Fader is having a hard time staying present as his ability to evade notice becomes something more and dangerous. He’s disappearing from the sight and minds of even the people he’s closest to.
Will’s focus is further narrowed when ‘watchers’ appear in his dreams and intruders begin popping in and out of the warehouse floors of his tower. It seems they might all be looking for the same thing, any artifacts brought back from his parent’s last expedition. But the search is interrupted when Will is suddenly forced out of his body, Case is forced out of the tower, her Voice screaming and confused and Fader fades from the world entirely.
Their powers have become stronger and each must learn to contend with their greater gifts, all while figuring out what triggered the growth. As you might imagine, anything, an artifact for example, granting that kind of power would be highly sought after, hence watchers and visitors. The question becomes who will find it first?

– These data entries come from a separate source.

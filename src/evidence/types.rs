use serde::{Deserialize, Serialize};

use crate::entailment::Relation;

/// A retrieved or supplied statement judged against a claim.
///
/// `relation_confidence` and `similarity_score` are independent axes:
/// similarity measures closeness to corpus text at retrieval time, while the
/// relation is the classifier's judgment of logical stance, regardless of how
/// the pair was retrieved.
#[derive(Debug, Clone, PartialEq, Serialize, Deserialize)]
pub struct EvidenceItem {
    /// Evidence text shown to the caller.
    pub text: String,
    /// Human-readable source name.
    pub source: String,
    /// Source URL, when the provider has one.
    pub url: Option<String>,
    /// Logical stance toward the claim.
    pub relation: Relation,
    /// Classifier confidence in the relation, in `[0, 1]`.
    pub relation_confidence: f32,
    /// Retrieval closeness, normalized to `[0, 1]`.
    pub similarity_score: f32,
}

impl EvidenceItem {
    /// Returns the registrable-ish domain of this item's URL, lowercased and
    /// stripped of a leading `www.`.
    pub fn domain(&self) -> Option<String> {
        self.url.as_deref().and_then(source_domain)
    }

    /// Dedup key: identical `source`+`url` pairs are the same evidence.
    pub(crate) fn dedup_key(&self) -> (String, Option<String>) {
        (self.source.to_lowercase(), self.url.clone())
    }
}

/// Extracts a lowercased host (minus `www.`) from a URL string.
pub fn source_domain(url: &str) -> Option<String> {
    let parsed = reqwest::Url::parse(url).ok()?;
    let host = parsed.host_str()?.to_lowercase();
    Some(host.strip_prefix("www.").unwrap_or(&host).to_string())
}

‘The Crystal Key’ is even more fast-paced than the first book, with the three main characters barely pausing for breath. With the fate of the entire world or multiple worlds at stake, taking a moment could prove disastrous for Will, Case and Fader. They have to come to grips with their new reality as fast as possible or risk losing the most important clue Will has found regarding the disappearance of his parents to date: the Crystal Key.
Of course, figuring out what the key is and where it came from leads to more questions, and adventures in universes adjacent to their own, all of which combines into a compelling story. While I usually set aside certain hours to read, I found myself picking up ‘The Crystal Key’ when I should have been doing something else and I finished the book in only two days.
As before, I enjoyed Smith’s characterisation, as Will, Case, and Fader continue to bond. I loved the humour that sparks between them, particularly from Fader as he defines and redefines his ‘hero’ origin story. Will and Case’s relationship continues to evolve. Case grows a lot in this book and I found myself liking her even more.
Revelations toward the end promise more thrills ahead as Will continues to piece together what happened to his parents and, more importantly, what happened to him. Where did his power come from? For that matter, where did Case’s Voice and Fader’s Fading come from? Could their abilities be related in some way? I look forward to finding out.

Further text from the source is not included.